A 4 mm echogenic focus along the gallbladder wall did not move and did not cause shadowing. This has the appearance of a polyp. The gallbladder was is at the upper limits of normal at 3 mm in thickness. No stones were seen. The common duct is 3 mm in diameter. Liver, spleen, aorta and vena cava look normal. The pancreas was partially obscured by bowel gas. A 5-6 mm echogenic focus in the lower pole of the right kidney causes shadowing and probably represents a calculus.
1. Small gallbladder polyp. No stones are seen.
2. The gallbladder wall is at the upper limits of normal in thickness.

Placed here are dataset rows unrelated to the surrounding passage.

//! Typed arena allocator with per-domain bookkeeping and chunk recycling.
//!
//! Every hot-path allocation in the engine is tagged with the domain it
//! belongs to: request parsing, response assembly, cache content, static
//! file buffers, or worker scratch. A buffer handle carries its
//! [`ArenaKind`] so that returning memory to the wrong domain is caught in
//! debug builds and counted in release builds instead of silently skewing
//! the books. Freed chunks are pooled by size class and handed back on the
//! next allocation of a compatible size, which is where the cache hit/miss
//! counters come from.
//!
//! No lock is held across an allocation: pools are popped and pushed under
//! a short `parking_lot` mutex, while the actual heap work happens outside
//! it. With the `jemalloc` feature the global allocator underneath is
//! jemalloc, exactly as in release deployments; the bookkeeping here is
//! identical either way.
//!
//! # Examples
//!
//! ```rust
//! use catzilla::arena::{ArenaKind, Arenas};
//!
//! let arenas = Arenas::new();
//! let mut buf = arenas.alloc(ArenaKind::Request, 256).unwrap();
//! buf.extend_from_slice(b"GET / HTTP/1.1");
//! assert_eq!(&buf[..], b"GET / HTTP/1.1");
//! drop(buf); // chunk returns to the request arena pool
//! assert_eq!(arenas.stats().allocations, 1);
//! assert_eq!(arenas.stats().deallocations, 1);
//! ```

use std::ops::{Deref, DerefMut};
use std::sync::Arc;
use std::sync::atomic::{AtomicU64, Ordering};

use once_cell::sync::OnceCell;
use parking_lot::Mutex;

use crate::platform::counter_add;

/// Allocation domains. Ids are stable and wire-visible in stats output.
#[derive(Debug, Clone, Copy, PartialEq, Eq, Hash)]
#[repr(u32)]
pub enum ArenaKind {
    /// Short-lived per-connection request storage.
    Request = 0,
    /// Short-lived per-response assembly buffers.
    Response = 1,
    /// Long-lived shared cache content.
    Cache = 2,
    /// Long-lived static file read buffers.
    Static = 3,
    /// Background worker scratch space.
    Task = 4,
}

impl ArenaKind {
    /// All domains in id order.
    pub const ALL: [ArenaKind; 5] = [
        ArenaKind::Request,
        ArenaKind::Response,
        ArenaKind::Cache,
        ArenaKind::Static,
        ArenaKind::Task,
    ];

    /// Stable numeric id.
    #[inline]
    pub fn id(self) -> u32 {
        self as u32
    }

    /// Human-readable domain name for stats and logs.
    pub fn name(self) -> &'static str {
        match self {
            ArenaKind::Request => "request",
            ArenaKind::Response => "response",
            ArenaKind::Cache => "cache",
            ArenaKind::Static => "static",
            ArenaKind::Task => "task",
        }
    }
}

/// Size classes chunks are rounded up to before pooling.
const SIZE_CLASSES: [usize; 5] = [512, 4 * 1024, 8 * 1024, 64 * 1024, 1024 * 1024];

/// Pooled chunks retained per size class before excess is released to the
/// allocator.
const MAX_POOLED_PER_CLASS: usize = 64;

fn class_index(size: usize) -> Option<usize> {
    SIZE_CLASSES.iter().position(|&c| size <= c)
}

fn class_capacity(size: usize) -> usize {
    class_index(size)
        .map(|i| SIZE_CLASSES[i])
        .unwrap_or(size)
}

#[derive(Default)]
struct Counters {
    allocations: AtomicU64,
    deallocations: AtomicU64,
    peak_bytes: AtomicU64,
    cache_hits: AtomicU64,
    cache_misses: AtomicU64,
    cross_arena_frees: AtomicU64,
    bytes_in_use: [AtomicU64; 5],
}

impl Counters {
    fn total_in_use(&self) -> u64 {
        self.bytes_in_use
            .iter()
            .map(|b| b.load(Ordering::Relaxed))
            .sum()
    }

    fn note_alloc(&self, kind: ArenaKind, bytes: u64) {
        counter_add(&self.allocations, 1);
        self.bytes_in_use[kind.id() as usize].fetch_add(bytes, Ordering::Relaxed);
        let total = self.total_in_use();
        self.peak_bytes.fetch_max(total, Ordering::Relaxed);
    }

    fn note_free(&self, kind: ArenaKind, bytes: u64) {
        counter_add(&self.deallocations, 1);
        self.bytes_in_use[kind.id() as usize].fetch_sub(bytes, Ordering::Relaxed);
    }

    fn reset(&self) {
        self.allocations.store(0, Ordering::Relaxed);
        self.deallocations.store(0, Ordering::Relaxed);
        self.peak_bytes.store(0, Ordering::Relaxed);
        self.cache_hits.store(0, Ordering::Relaxed);
        self.cache_misses.store(0, Ordering::Relaxed);
        self.cross_arena_frees.store(0, Ordering::Relaxed);
        for b in &self.bytes_in_use {
            b.store(0, Ordering::Relaxed);
        }
    }
}

/// Point-in-time snapshot of the process-wide allocation statistics.
#[derive(Debug, Clone, Copy, PartialEq, Eq)]
pub struct AllocStats {
    /// Buffers handed out since init or the last reset.
    pub allocations: u64,
    /// Buffers returned.
    pub deallocations: u64,
    /// Highest total bytes-in-use observed across all arenas.
    pub peak_bytes: u64,
    /// Current bytes-in-use per arena, indexed by [`ArenaKind::id`].
    pub bytes_in_use: [u64; 5],
    /// Allocations satisfied from the chunk pool.
    pub cache_hits: u64,
    /// Allocations that had to touch the heap.
    pub cache_misses: u64,
    /// Explicit frees presented to the wrong arena (release-mode count;
    /// debug builds assert instead).
    pub cross_arena_frees: u64,
}

struct ArenaInner {
    kind: ArenaKind,
    pools: [Mutex<Vec<Vec<u8>>>; 5],
    counters: Arc<Counters>,
}

impl ArenaInner {
    fn new(kind: ArenaKind, counters: Arc<Counters>) -> Self {
        Self {
            kind,
            pools: Default::default(),
            counters,
        }
    }

    /// Pops a pooled chunk for `size`, or allocates a fresh one. Returns
    /// `None` only when the heap refuses the reservation.
    fn take_chunk(&self, size: usize) -> Option<Vec<u8>> {
        let cap = class_capacity(size);
        if let Some(idx) = class_index(size) {
            let pooled = self.pools[idx].lock().pop();
            if let Some(mut chunk) = pooled {
                counter_add(&self.counters.cache_hits, 1);
                chunk.clear();
                return Some(chunk);
            }
        }
        counter_add(&self.counters.cache_misses, 1);
        let mut chunk = Vec::new();
        chunk.try_reserve_exact(cap).ok()?;
        Some(chunk)
    }

    fn recycle(&self, chunk: Vec<u8>) {
        if let Some(idx) = class_index(chunk.capacity())
            && SIZE_CLASSES[idx] == chunk.capacity()
        {
            let mut pool = self.pools[idx].lock();
            if pool.len() < MAX_POOLED_PER_CLASS {
                pool.push(chunk);
                return;
            }
        }
        // Off-class or pool full: let the allocator have it back.
        drop(chunk);
    }

    fn purge(&self) {
        for pool in &self.pools {
            pool.lock().clear();
        }
    }
}

/// Owned buffer tagged with the arena it came from.
///
/// Dropping the buffer returns its chunk to the originating arena; the
/// explicit [`Arenas::free`] entry point exists for call sites that want
/// the domain checked.
pub struct ArenaBuf {
    data: Vec<u8>,
    /// Capacity currently reflected in the bytes-in-use counters; kept in
    /// step when the underlying chunk grows.
    accounted: usize,
    origin: Arc<ArenaInner>,
}

impl ArenaBuf {
    /// The domain this buffer belongs to.
    #[inline]
    pub fn kind(&self) -> ArenaKind {
        self.origin.kind
    }

    /// Current length in bytes.
    #[inline]
    pub fn len(&self) -> usize {
        self.data.len()
    }

    /// True when no bytes have been written.
    #[inline]
    pub fn is_empty(&self) -> bool {
        self.data.is_empty()
    }

    /// Usable capacity without growing.
    #[inline]
    pub fn capacity(&self) -> usize {
        self.data.capacity()
    }

    /// Appends bytes, growing within the same arena when needed.
    pub fn extend_from_slice(&mut self, bytes: &[u8]) {
        self.data.extend_from_slice(bytes);
        self.reconcile();
    }

    /// Truncates to `len` bytes.
    pub fn truncate(&mut self, len: usize) {
        self.data.truncate(len);
    }

    /// Resizes to `len` bytes, zero-filling growth. Read paths size the
    /// buffer first and fill it in place.
    pub fn resize(&mut self, len: usize) {
        self.data.resize(len, 0);
        self.reconcile();
    }

    /// Folds a silent capacity change into the domain counters.
    fn reconcile(&mut self) {
        let cap = self.data.capacity();
        if cap == self.accounted {
            return;
        }
        let counters = &self.origin.counters;
        let cell = &counters.bytes_in_use[self.origin.kind.id() as usize];
        if cap > self.accounted {
            cell.fetch_add((cap - self.accounted) as u64, Ordering::Relaxed);
            counters
                .peak_bytes
                .fetch_max(counters.total_in_use(), Ordering::Relaxed);
        } else {
            cell.fetch_sub((self.accounted - cap) as u64, Ordering::Relaxed);
        }
        self.accounted = cap;
    }

    /// Consumes the buffer into refcounted [`bytes::Bytes`].
    ///
    /// The chunk leaves the arena permanently; bytes-in-use accounting is
    /// settled as a free at the moment of conversion.
    pub fn freeze(mut self) -> bytes::Bytes {
        self.reconcile();
        let data = std::mem::take(&mut self.data);
        self.origin
            .counters
            .note_free(self.origin.kind, self.accounted as u64);
        self.accounted = 0;
        bytes::Bytes::from(data)
    }
}

impl Deref for ArenaBuf {
    type Target = [u8];

    fn deref(&self) -> &[u8] {
        &self.data
    }
}

impl DerefMut for ArenaBuf {
    fn deref_mut(&mut self) -> &mut [u8] {
        &mut self.data
    }
}

impl Drop for ArenaBuf {
    fn drop(&mut self) {
        let chunk = std::mem::take(&mut self.data);
        if chunk.capacity() == 0 {
            // Already settled by freeze().
            return;
        }
        self.origin
            .counters
            .note_free(self.origin.kind, self.accounted as u64);
        self.origin.recycle(chunk);
    }
}

impl std::fmt::Debug for ArenaBuf {
    fn fmt(&self, f: &mut std::fmt::Formatter<'_>) -> std::fmt::Result {
        f.debug_struct("ArenaBuf")
            .field("kind", &self.kind().name())
            .field("len", &self.len())
            .field("capacity", &self.capacity())
            .finish()
    }
}

/// The five process-wide allocation domains plus their shared statistics.
pub struct Arenas {
    arenas: [Arc<ArenaInner>; 5],
    counters: Arc<Counters>,
}

static GLOBAL: OnceCell<Arenas> = OnceCell::new();

impl Arenas {
    /// Builds an independent arena set. Servers normally share
    /// [`Arenas::global`]; tests build their own.
    pub fn new() -> Self {
        let counters = Arc::new(Counters::default());
        let arenas = ArenaKind::ALL
            .map(|kind| Arc::new(ArenaInner::new(kind, counters.clone())));
        Self { arenas, counters }
    }

    /// Process-wide arena set. First call initialises; later calls return
    /// the same instance.
    pub fn global() -> &'static Arenas {
        GLOBAL.get_or_init(Arenas::new)
    }

    /// Allocates `size` bytes of capacity from `kind`.
    ///
    /// Returns `None` when the underlying allocator reports exhaustion;
    /// the engine maps that to a resource error rather than aborting.
    pub fn alloc(&self, kind: ArenaKind, size: usize) -> Option<ArenaBuf> {
        let inner = &self.arenas[kind.id() as usize];
        let chunk = inner.take_chunk(size)?;
        self.counters.note_alloc(kind, chunk.capacity() as u64);
        Some(ArenaBuf {
            accounted: chunk.capacity(),
            data: chunk,
            origin: inner.clone(),
        })
    }

    /// Grows `buf` to at least `new_size` capacity within its own arena.
    ///
    /// Growth stays accounted to the buffer's domain. Returns `false` when
    /// the heap refuses the reservation, leaving `buf` untouched.
    pub fn realloc(&self, buf: &mut ArenaBuf, new_size: usize) -> bool {
        if new_size <= buf.data.capacity() {
            return true;
        }
        let additional = class_capacity(new_size) - buf.data.len();
        if buf.data.try_reserve_exact(additional).is_err() {
            return false;
        }
        buf.reconcile();
        true
    }

    /// Returns `buf` to `kind`, checking the domain.
    ///
    /// A mismatched domain is a programming error: debug builds assert,
    /// release builds count it and still return the chunk to its true
    /// origin so the books stay right.
    pub fn free(&self, kind: ArenaKind, buf: ArenaBuf) {
        debug_assert_eq!(
            kind,
            buf.kind(),
            "buffer allocated from {} freed against {}",
            buf.kind().name(),
            kind.name(),
        );
        if kind != buf.kind() {
            counter_add(&self.counters.cross_arena_frees, 1);
            tracing::warn!(
                allocated = buf.kind().name(),
                freed_against = kind.name(),
                "cross-arena free",
            );
        }
        drop(buf);
    }

    /// Drops pooled free chunks for `kind`, returning memory to the OS at
    /// the allocator's discretion. Advisory.
    pub fn purge(&self, kind: ArenaKind) {
        self.arenas[kind.id() as usize].purge();
    }

    /// Current statistics snapshot.
    pub fn stats(&self) -> AllocStats {
        let c = &self.counters;
        AllocStats {
            allocations: c.allocations.load(Ordering::Relaxed),
            deallocations: c.deallocations.load(Ordering::Relaxed),
            peak_bytes: c.peak_bytes.load(Ordering::Relaxed),
            bytes_in_use: [
                c.bytes_in_use[0].load(Ordering::Relaxed),
                c.bytes_in_use[1].load(Ordering::Relaxed),
                c.bytes_in_use[2].load(Ordering::Relaxed),
                c.bytes_in_use[3].load(Ordering::Relaxed),
                c.bytes_in_use[4].load(Ordering::Relaxed),
            ],
            cache_hits: c.cache_hits.load(Ordering::Relaxed),
            cache_misses: c.cache_misses.load(Ordering::Relaxed),
            cross_arena_frees: c.cross_arena_frees.load(Ordering::Relaxed),
        }
    }

    /// Zeroes every counter. Arena descriptors and pooled chunks remain.
    pub fn reset_stats(&self) {
        self.counters.reset();
    }
}

impl Default for Arenas {
    fn default() -> Self {
        Self::new()
    }
}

3. Probable right renal stone.
Based on the above should I have concern for possible cancer. I'll be grateful for any suggestions you might have as to actions to take and, if you feel time is of the essence. Thanks.

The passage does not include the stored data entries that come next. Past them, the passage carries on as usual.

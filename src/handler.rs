#![allow(non_snake_case)]

//! Handler traits and the type-erased handler wrapper.
//!
//! A handler is an async function producing something [`Responder`] can
//! convert. Handlers may take no argument, the raw [`Request`], or up to
//! eight extractor arguments; extraction failures short-circuit into the
//! extractor's error response. This is the host-callback seam: a host
//! registers a closure here and the router invokes it on the loop thread.

use std::{future::Future, pin::Pin, sync::Arc};

use futures_util::future::BoxFuture;

use crate::{
  extractors::FromRequest,
  responder::Responder,
  types::{Request, Response},
};

/// Asynchronous request handler.
pub trait Handler<T>: Send + Sync + 'static {
  /// Future type returned by the handler.
  type Future: Future<Output = Response> + Send + 'static;

  /// Calls the handler with the given request.
  fn call(self, req: Request) -> Self::Future;
}

/// Type-erased handler for storage in the route table.
#[derive(Clone)]
pub struct BoxHandler {
  inner: Arc<dyn Fn(Request) -> BoxFuture<'static, Response> + Send + Sync>,
}

impl BoxHandler {
  /// Boxes any handler implementation.
  pub(crate) fn new<H, T>(h: H) -> Self
  where
    H: Handler<T> + Clone,
  {
    let inner = Arc::new(move |req: Request| {
      let handler = h.clone();
      Box::pin(async move { handler.call(req).await }) as BoxFuture<'_, Response>
    });

    Self { inner }
  }

  /// Invokes the erased handler.
  pub(crate) fn call(&self, req: Request) -> BoxFuture<'_, Response> {
    (self.inner)(req)
  }
}

// Zero-argument handlers: `async fn handler() -> impl Responder`
impl<F, Fut, R> Handler<()> for F
where
  F: FnOnce() -> Fut + Clone + Send + Sync + 'static,
  Fut: Future<Output = R> + Send + 'static,
  R: Responder,
{
  type Future = Pin<Box<dyn Future<Output = Response> + Send>>;

  fn call(self, _req: Request) -> Self::Future {
    Box::pin(async move { (self)().await.into_response() })
  }
}

// Whole-request handlers: `async fn handler(req: Request) -> impl Responder`
impl<F, Fut, R> Handler<(Request,)> for F
where
  F: FnOnce(Request) -> Fut + Clone + Send + Sync + 'static,
  Fut: Future<Output = R> + Send + 'static,
  R: Responder,
{
  type Future = Pin<Box<dyn Future<Output = Response> + Send>>;

  fn call(self, req: Request) -> Self::Future {
    Box::pin(async move { (self)(req).await.into_response() })
  }
}

// Abstraction over extraction that avoids HRTB bounds in impls.
trait Extract: Sized + Send {
  type Error: Responder;

  fn extract<'a>(
    req: &'a mut Request,
  ) -> Pin<Box<dyn Future<Output = core::result::Result<Self, Self::Error>> + Send + 'a>>;
}

impl<T, E> Extract for T
where
  T: Send,
  E: Responder,
  for<'a> T: FromRequest<'a, Error = E>,
{
  type Error = E;

  fn extract<'a>(
    req: &'a mut Request,
  ) -> Pin<Box<dyn Future<Output = core::result::Result<Self, Self::Error>> + Send + 'a>> {
    Box::pin(<T as FromRequest<'a>>::from_request(req))
  }
}

macro_rules! impl_handler {
    ($($T:ident),+ $(,)?) => {
        impl<Func, Fut, R, $($T,)*> Handler<($($T,)*)> for Func
        where
            Func: FnOnce($($T),*) -> Fut + Clone + Send + Sync + 'static,
            Fut: Future<Output = R> + Send + 'static,
            R: Responder,
            $( $T: Extract + Send, )*
        {
            type Future = Pin<Box<dyn Future<Output = Response> + Send>>;

            fn call(self, mut req: Request) -> Self::Future {
                Box::pin(async move {
                    $(
                        let $T = match <$T as Extract>::extract(&mut req).await {
                            Ok(value) => value,
                            Err(err) => {
                                return err.into_response();
                            }
                        };
                    )*
                    (self)($($T),*).await.into_response()
                })
            }
        }
    };
}

impl_handler!(T1);
impl_handler!(T1, T2);
impl_handler!(T1, T2, T3);
impl_handler!(T1, T2, T3, T4);
impl_handler!(T1, T2, T3, T4, T5);
impl_handler!(T1, T2, T3, T4, T5, T6);
impl_handler!(T1, T2, T3, T4, T5, T6, T7);
impl_handler!(T1, T2, T3, T4, T5, T6, T7, T8);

I believe that Liver cancer can be ruled out. Ultrasound would/should have detected. What Liver function tests have you had?
Alpha Fetoprotein serum test should would show very high levels if Liver cancer. But there are other causes of High AFP.

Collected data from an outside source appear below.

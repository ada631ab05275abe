//! Server configuration surface.
//!
//! Every tunable the engine exposes lives on [`ServerConfig`], with
//! defaults matching the documented behavior. The struct deserializes
//! from JSON so hosts can load it from a file, and the section accessors
//! hand pre-sliced views to the subsystems that need them.
//!
//! # Examples
//!
//! ```rust
//! use catzilla::config::ServerConfig;
//!
//! let config = ServerConfig::default();
//! assert_eq!(config.port, 8080);
//! assert!(config.enable_hot_cache);
//!
//! let custom: ServerConfig =
//!     serde_json::from_str(r#"{"port": 9000, "max_workers": 8}"#).unwrap();
//! assert_eq!(custom.port, 9000);
//! assert_eq!(custom.max_workers, 8);
//! ```

use std::collections::HashSet;
use std::path::PathBuf;
use std::time::Duration;

use serde::{Deserialize, Serialize};

use crate::engine::EngineConfig;

fn default_host() -> String {
    "127.0.0.1".to_string()
}
fn default_port() -> u16 {
    8080
}
fn default_true() -> bool {
    true
}
fn default_cache_size_mb() -> u64 {
    64
}
fn default_cache_ttl() -> u64 {
    300
}
fn default_max_file_size() -> u64 {
    100 * 1024 * 1024
}
fn default_initial_workers() -> usize {
    4
}
fn default_min_workers() -> usize {
    1
}
fn default_max_workers() -> usize {
    16
}
fn default_queue_size() -> u64 {
    10_000
}
fn default_task_pool_mb() -> u64 {
    64
}
fn default_rate_window() -> u64 {
    60
}
fn default_small_capacity() -> usize {
    64
}
fn default_medium_capacity() -> usize {
    32
}
fn default_large_capacity() -> usize {
    8
}
fn default_temp_dir() -> PathBuf {
    std::env::temp_dir()
}
fn default_scan_timeout() -> u64 {
    30
}

/// Whole-server configuration with documented defaults.
#[derive(Debug, Clone, Serialize, Deserialize)]
#[serde(default)]
pub struct ServerConfig {
    /// Bind address.
    pub host: String,
    /// Bind port.
    pub port: u16,

    /// Whether static mounts keep a hot content cache.
    pub enable_hot_cache: bool,
    /// Hot cache byte budget, in MiB.
    pub cache_size_mb: u64,
    /// Soft TTL applied by the periodic sweep, in seconds.
    pub cache_default_ttl_seconds: u64,

    /// Largest file the static pipeline will serve, in bytes.
    pub max_file_size: u64,
    /// Extensions allowed on static mounts; empty allows everything not
    /// blocked.
    pub allowed_extensions: HashSet<String>,
    /// Extensions always rejected on static mounts.
    pub blocked_extensions: HashSet<String>,
    /// Render a directory listing instead of 403 for directories without
    /// an `index.html`.
    pub enable_directory_listing: bool,
    /// Serve dotfiles.
    pub enable_hidden_files: bool,
    /// Emit `ETag` headers and honour `If-None-Match`.
    pub enable_etags: bool,

    /// Worker threads started with the engine.
    pub initial_workers: usize,
    /// Lower bound for auto-scaling.
    pub min_workers: usize,
    /// Upper bound for auto-scaling.
    pub max_workers: usize,
    /// Soft capacity per task priority band.
    pub queue_size: u64,
    /// Whether the pool resizes with queue pressure.
    pub enable_auto_scaling: bool,
    /// Task arena budget, in MiB.
    pub task_memory_pool_mb: u64,

    /// Requests allowed per window per client; `0` disables limiting.
    pub rate_limit_max_requests: u32,
    /// Rate-limit window, in seconds.
    pub rate_limit_window_seconds: u64,

    /// Pre-populated 8 KiB upload buffers.
    pub upload_memory_pool_small_capacity: usize,
    /// Pre-populated 64 KiB upload buffers.
    pub upload_memory_pool_medium_capacity: usize,
    /// Pre-populated 1 MiB upload buffers.
    pub upload_memory_pool_large_capacity: usize,
    /// Directory for spilled upload parts.
    pub upload_temp_directory: PathBuf,

    /// Budget for one virus scan, in seconds.
    pub virus_scan_timeout_seconds: u64,
}

impl Default for ServerConfig {
    fn default() -> Self {
        Self {
            host: default_host(),
            port: default_port(),
            enable_hot_cache: default_true(),
            cache_size_mb: default_cache_size_mb(),
            cache_default_ttl_seconds: default_cache_ttl(),
            max_file_size: default_max_file_size(),
            allowed_extensions: HashSet::new(),
            blocked_extensions: HashSet::new(),
            enable_directory_listing: false,
            enable_hidden_files: false,
            enable_etags: default_true(),
            initial_workers: default_initial_workers(),
            min_workers: default_min_workers(),
            max_workers: default_max_workers(),
            queue_size: default_queue_size(),
            enable_auto_scaling: default_true(),
            task_memory_pool_mb: default_task_pool_mb(),
            rate_limit_max_requests: 0,
            rate_limit_window_seconds: default_rate_window(),
            upload_memory_pool_small_capacity: default_small_capacity(),
            upload_memory_pool_medium_capacity: default_medium_capacity(),
            upload_memory_pool_large_capacity: default_large_capacity(),
            upload_temp_directory: default_temp_dir(),
            virus_scan_timeout_seconds: default_scan_timeout(),
        }
    }
}

impl ServerConfig {
    /// Loads configuration from a JSON file. Missing fields fall back to
    /// defaults.
    pub fn from_json_file(path: impl AsRef<std::path::Path>) -> anyhow::Result<Self> {
        let raw = std::fs::read_to_string(path)?;
        let config: ServerConfig = serde_json::from_str(&raw)?;
        config.validate()?;
        Ok(config)
    }

    /// Sanity-checks cross-field constraints.
    pub fn validate(&self) -> anyhow::Result<()> {
        anyhow::ensure!(
            self.min_workers <= self.max_workers,
            "min_workers ({}) exceeds max_workers ({})",
            self.min_workers,
            self.max_workers,
        );
        anyhow::ensure!(
            self.rate_limit_window_seconds > 0,
            "rate_limit_window_seconds must be positive",
        );
        anyhow::ensure!(
            self.virus_scan_timeout_seconds > 0,
            "virus_scan_timeout_seconds must be positive",
        );
        Ok(())
    }

    /// `host:port` bind string.
    pub fn bind_addr(&self) -> String {
        format!("{}:{}", self.host, self.port)
    }

    /// Hot cache byte budget.
    pub fn cache_budget_bytes(&self) -> u64 {
        self.cache_size_mb * 1024 * 1024
    }

    /// Soft TTL for the cache sweep.
    pub fn cache_ttl(&self) -> Duration {
        Duration::from_secs(self.cache_default_ttl_seconds)
    }

    /// Virus scan budget.
    pub fn scan_timeout(&self) -> Duration {
        Duration::from_secs(self.virus_scan_timeout_seconds)
    }

    /// Task engine section of this configuration.
    pub fn engine_config(&self) -> EngineConfig {
        EngineConfig {
            initial_workers: self.initial_workers,
            min_workers: self.min_workers,
            max_workers: self.max_workers,
            queue_size: self.queue_size,
            enable_auto_scaling: self.enable_auto_scaling,
            ..EngineConfig::default()
        }
    }
}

Not sure what your good diet is. What was good may not be good now. But 62 is not old and your BMI is excellent. Is GERD a nightly problem? Sliding Hiatal Hernia could be cause GERD, but not necessarily nightly. I'm assuming that you don't eat just before bed, or ingest spicy foods before bed.
The thickness of the gallbladder wall could very well be from the person giving you the exam. Did your Dr. say anything about your polyp?
Rt. Kidney pain could be the renal or Kidney stone radiating to the back.
It sounds li your reading off your Dr's notes. I am not a Dr. and would tell you that if you have concerns about what he says, have a second opinion from a Gastroentologist.
IBS has nothing to do with liver function, what-so-ever. IBS is a diagnosis of exclusion so when all the the results from various tests come back everything is normal.
When people have symptoms resembling IBS and then have liver function tested, if the enzyme levels are skewed and the person is found to be experiencing diarrhea, diarrhea/constipation or constipation (and URQ pain/discomfort), the 'diagnosis' can change from IBS to gallbladder (or other) dysfunction. The alternation in bowel function is then attributed to fluctuating output of bile and gallbladder dysfunction - the IBS wasn't IBS at all, but a gallbladder issue.
Most of your results are only very mildly elevated and could result from any number of possible small causes. You may want to consider having them re-done in a few months time to follow-up and see if the levels should then be investigated, or if they have returned to normal levels. What did your doc say when there results came back?
Many people can have mildly elevated levels due to mild illness or taking prescription or OTC meds.